[EXERCISE]
Go through the entries below and collect each line with the string "Mutex" in it.

START EXERCISE DATA

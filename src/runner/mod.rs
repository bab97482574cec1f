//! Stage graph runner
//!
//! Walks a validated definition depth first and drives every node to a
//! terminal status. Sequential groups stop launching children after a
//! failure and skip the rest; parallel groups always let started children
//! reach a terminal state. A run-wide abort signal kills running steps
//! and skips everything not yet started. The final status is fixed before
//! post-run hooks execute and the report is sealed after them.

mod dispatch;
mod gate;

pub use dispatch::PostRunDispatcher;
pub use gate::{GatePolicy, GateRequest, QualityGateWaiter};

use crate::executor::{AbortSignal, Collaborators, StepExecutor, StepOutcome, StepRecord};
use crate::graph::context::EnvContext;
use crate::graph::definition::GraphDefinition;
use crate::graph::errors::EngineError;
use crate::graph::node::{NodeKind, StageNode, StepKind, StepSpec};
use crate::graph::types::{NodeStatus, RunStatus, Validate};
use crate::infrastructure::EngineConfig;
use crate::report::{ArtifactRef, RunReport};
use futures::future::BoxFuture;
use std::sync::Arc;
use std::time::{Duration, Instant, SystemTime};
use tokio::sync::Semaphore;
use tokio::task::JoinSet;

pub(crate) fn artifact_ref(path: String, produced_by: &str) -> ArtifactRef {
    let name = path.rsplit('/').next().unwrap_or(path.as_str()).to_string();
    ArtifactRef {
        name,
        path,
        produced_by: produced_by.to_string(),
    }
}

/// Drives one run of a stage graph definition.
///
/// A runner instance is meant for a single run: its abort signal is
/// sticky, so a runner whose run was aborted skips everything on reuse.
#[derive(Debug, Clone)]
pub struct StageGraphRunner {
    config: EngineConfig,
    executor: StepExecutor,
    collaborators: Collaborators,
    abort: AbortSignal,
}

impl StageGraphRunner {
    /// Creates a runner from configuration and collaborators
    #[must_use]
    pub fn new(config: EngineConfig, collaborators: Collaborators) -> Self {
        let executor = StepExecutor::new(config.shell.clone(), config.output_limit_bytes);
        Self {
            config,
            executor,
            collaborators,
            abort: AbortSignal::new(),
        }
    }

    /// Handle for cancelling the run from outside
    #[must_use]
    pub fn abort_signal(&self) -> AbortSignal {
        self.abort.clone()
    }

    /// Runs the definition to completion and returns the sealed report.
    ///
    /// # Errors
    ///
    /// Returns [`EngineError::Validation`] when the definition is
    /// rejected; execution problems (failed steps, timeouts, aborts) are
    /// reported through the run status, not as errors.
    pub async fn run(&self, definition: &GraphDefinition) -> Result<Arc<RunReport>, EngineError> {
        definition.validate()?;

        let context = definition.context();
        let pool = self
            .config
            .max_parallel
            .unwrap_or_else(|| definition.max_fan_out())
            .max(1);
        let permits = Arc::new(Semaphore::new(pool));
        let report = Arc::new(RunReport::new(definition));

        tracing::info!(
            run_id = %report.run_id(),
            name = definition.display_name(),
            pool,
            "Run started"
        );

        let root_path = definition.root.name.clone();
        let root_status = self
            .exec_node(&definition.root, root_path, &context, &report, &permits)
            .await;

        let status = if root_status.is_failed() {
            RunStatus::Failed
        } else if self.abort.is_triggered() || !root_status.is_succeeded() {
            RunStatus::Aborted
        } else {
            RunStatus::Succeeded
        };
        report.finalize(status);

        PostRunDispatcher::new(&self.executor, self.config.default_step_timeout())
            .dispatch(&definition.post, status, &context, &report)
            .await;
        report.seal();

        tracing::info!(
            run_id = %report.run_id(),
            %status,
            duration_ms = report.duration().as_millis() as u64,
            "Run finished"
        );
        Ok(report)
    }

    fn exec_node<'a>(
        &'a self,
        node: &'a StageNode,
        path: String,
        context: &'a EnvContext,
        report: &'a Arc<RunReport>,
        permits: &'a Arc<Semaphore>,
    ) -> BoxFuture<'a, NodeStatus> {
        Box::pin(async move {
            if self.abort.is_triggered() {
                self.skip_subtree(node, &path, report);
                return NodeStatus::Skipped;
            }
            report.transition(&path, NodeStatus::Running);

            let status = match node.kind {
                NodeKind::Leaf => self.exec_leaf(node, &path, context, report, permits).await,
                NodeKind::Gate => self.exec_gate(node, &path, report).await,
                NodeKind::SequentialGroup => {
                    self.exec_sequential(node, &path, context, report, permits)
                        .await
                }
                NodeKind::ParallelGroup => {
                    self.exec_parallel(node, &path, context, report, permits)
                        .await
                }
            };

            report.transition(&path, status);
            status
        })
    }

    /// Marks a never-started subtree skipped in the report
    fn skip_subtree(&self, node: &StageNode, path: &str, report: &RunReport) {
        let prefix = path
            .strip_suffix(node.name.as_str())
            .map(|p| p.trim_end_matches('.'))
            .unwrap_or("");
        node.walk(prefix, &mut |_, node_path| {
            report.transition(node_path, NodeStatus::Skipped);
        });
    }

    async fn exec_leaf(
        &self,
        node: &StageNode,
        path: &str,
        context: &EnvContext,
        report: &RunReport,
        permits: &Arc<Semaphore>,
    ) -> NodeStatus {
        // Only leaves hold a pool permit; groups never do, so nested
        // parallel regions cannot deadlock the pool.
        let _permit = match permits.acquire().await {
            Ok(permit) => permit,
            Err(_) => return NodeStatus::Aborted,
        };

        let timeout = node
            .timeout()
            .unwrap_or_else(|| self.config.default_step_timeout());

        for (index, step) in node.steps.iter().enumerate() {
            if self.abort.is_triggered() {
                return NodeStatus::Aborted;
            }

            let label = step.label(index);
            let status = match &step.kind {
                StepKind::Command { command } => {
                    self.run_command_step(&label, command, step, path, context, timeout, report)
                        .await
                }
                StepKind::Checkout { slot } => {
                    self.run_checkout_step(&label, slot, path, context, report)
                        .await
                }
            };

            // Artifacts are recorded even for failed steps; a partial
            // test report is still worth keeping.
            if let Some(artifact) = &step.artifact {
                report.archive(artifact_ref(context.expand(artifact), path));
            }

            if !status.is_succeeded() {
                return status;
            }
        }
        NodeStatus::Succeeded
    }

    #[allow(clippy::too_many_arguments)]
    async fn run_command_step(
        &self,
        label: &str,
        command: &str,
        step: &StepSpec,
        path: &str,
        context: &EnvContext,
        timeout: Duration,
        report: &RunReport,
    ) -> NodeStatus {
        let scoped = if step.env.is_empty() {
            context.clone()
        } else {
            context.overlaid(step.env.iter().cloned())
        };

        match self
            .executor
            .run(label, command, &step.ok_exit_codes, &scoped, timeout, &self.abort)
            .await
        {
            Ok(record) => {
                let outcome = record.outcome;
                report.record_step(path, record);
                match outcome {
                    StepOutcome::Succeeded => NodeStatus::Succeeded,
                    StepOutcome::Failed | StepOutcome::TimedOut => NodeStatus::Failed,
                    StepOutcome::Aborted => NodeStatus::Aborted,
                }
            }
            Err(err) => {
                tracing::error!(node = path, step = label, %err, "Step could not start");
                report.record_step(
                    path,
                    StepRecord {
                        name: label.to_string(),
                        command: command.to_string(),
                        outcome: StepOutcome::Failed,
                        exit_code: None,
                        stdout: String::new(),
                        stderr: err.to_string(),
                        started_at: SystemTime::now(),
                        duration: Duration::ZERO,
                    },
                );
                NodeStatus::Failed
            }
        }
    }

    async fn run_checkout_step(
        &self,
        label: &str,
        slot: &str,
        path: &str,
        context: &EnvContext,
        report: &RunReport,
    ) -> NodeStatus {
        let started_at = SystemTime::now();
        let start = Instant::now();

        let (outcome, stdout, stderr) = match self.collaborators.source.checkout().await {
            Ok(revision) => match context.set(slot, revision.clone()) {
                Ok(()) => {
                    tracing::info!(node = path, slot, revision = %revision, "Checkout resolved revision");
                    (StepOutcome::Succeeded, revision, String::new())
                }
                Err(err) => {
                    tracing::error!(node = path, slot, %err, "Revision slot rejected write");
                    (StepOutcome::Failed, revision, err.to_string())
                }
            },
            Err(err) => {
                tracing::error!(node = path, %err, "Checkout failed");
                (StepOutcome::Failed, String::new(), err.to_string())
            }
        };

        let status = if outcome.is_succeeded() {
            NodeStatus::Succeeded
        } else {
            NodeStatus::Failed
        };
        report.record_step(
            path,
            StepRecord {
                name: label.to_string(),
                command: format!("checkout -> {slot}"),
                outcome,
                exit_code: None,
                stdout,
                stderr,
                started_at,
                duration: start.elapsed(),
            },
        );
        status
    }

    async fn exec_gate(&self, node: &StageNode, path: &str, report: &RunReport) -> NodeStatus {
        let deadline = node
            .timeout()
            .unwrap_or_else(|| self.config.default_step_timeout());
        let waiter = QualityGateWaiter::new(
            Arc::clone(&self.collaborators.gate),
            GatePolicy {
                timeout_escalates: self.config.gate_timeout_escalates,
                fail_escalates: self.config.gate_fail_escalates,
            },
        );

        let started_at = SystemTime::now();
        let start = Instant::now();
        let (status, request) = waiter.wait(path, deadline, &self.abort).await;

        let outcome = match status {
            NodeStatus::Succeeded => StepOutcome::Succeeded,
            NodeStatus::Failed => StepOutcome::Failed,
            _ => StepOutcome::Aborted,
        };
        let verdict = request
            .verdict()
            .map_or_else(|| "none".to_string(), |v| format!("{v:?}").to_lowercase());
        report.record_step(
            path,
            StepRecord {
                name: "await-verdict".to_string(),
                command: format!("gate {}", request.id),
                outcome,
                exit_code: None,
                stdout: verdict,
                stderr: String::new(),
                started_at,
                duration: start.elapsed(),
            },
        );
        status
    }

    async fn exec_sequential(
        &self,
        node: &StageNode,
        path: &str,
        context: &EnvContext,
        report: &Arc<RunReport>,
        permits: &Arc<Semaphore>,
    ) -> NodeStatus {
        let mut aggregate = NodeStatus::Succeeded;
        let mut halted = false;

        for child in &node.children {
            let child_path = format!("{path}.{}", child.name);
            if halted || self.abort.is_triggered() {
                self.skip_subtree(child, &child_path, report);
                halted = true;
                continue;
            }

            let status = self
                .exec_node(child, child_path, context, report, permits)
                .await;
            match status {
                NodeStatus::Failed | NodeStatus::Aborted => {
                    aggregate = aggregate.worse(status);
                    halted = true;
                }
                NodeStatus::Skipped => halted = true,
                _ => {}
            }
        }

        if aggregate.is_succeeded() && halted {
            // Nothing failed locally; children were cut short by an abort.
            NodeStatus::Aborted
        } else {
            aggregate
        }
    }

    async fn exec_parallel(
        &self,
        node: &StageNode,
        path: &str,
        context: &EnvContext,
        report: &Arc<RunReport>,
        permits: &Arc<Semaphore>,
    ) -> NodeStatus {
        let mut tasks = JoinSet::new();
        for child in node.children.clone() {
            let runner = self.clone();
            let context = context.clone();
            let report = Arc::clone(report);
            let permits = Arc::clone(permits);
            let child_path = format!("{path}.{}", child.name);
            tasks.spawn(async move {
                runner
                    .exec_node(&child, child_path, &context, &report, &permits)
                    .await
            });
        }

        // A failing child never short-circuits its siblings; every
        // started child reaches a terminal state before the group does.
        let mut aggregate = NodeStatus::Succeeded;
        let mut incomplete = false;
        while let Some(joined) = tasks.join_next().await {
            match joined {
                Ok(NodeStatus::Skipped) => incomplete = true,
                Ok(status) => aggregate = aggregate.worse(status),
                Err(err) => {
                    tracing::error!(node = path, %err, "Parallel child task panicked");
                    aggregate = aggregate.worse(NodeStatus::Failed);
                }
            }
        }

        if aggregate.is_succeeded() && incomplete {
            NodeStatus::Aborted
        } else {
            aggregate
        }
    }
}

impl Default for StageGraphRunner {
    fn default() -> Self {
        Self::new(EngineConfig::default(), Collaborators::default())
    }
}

END EXERCISE DATA
START EXERCISE DATA

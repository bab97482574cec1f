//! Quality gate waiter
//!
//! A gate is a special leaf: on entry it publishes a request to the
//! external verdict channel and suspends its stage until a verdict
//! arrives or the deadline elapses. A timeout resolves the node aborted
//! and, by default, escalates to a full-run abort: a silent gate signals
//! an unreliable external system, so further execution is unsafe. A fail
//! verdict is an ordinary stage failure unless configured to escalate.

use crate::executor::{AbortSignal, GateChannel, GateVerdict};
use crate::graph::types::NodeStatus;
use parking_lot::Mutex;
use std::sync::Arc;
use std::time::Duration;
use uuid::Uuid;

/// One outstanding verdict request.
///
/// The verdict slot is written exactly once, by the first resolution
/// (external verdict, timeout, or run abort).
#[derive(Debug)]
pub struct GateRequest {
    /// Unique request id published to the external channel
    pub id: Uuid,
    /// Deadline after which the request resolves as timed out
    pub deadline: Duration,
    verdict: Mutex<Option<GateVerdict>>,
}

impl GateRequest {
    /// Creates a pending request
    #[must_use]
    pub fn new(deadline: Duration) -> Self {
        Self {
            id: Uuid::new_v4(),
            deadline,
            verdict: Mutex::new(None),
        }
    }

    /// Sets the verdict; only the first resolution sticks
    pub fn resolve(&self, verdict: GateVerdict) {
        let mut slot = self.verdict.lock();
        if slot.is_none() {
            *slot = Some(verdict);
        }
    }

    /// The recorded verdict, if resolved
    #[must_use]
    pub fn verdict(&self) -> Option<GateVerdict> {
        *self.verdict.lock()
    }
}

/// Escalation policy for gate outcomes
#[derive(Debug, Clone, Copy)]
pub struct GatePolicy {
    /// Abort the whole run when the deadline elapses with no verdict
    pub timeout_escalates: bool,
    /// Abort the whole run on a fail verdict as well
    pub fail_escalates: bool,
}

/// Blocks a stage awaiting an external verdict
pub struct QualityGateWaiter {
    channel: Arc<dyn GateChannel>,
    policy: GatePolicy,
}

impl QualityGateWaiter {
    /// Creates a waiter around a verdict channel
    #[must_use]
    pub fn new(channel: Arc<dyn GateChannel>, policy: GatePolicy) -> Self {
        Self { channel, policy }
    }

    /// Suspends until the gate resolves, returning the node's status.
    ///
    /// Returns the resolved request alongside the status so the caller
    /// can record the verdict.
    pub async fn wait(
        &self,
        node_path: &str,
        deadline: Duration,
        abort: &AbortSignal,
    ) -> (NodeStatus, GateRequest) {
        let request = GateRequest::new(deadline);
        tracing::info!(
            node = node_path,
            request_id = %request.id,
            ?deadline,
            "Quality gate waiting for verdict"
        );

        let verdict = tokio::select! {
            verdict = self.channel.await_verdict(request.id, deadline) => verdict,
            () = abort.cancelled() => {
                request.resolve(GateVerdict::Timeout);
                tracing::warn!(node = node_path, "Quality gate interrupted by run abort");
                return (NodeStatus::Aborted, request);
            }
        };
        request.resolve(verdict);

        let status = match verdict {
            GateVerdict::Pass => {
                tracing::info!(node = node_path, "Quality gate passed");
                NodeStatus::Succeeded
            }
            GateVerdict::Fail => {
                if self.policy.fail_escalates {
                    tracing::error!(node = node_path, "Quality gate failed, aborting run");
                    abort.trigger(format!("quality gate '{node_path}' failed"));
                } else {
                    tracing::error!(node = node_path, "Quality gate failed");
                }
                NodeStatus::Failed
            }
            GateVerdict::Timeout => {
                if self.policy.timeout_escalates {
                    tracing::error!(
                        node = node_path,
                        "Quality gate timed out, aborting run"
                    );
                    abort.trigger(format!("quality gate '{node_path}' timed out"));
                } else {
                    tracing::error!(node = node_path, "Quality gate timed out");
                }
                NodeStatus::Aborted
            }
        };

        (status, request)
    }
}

END EXERCISE DATA

[SOLUTION BELOW]
use parking_lot::Mutex;
    verdict: Mutex<Option<GateVerdict>>,
            verdict: Mutex::new(None),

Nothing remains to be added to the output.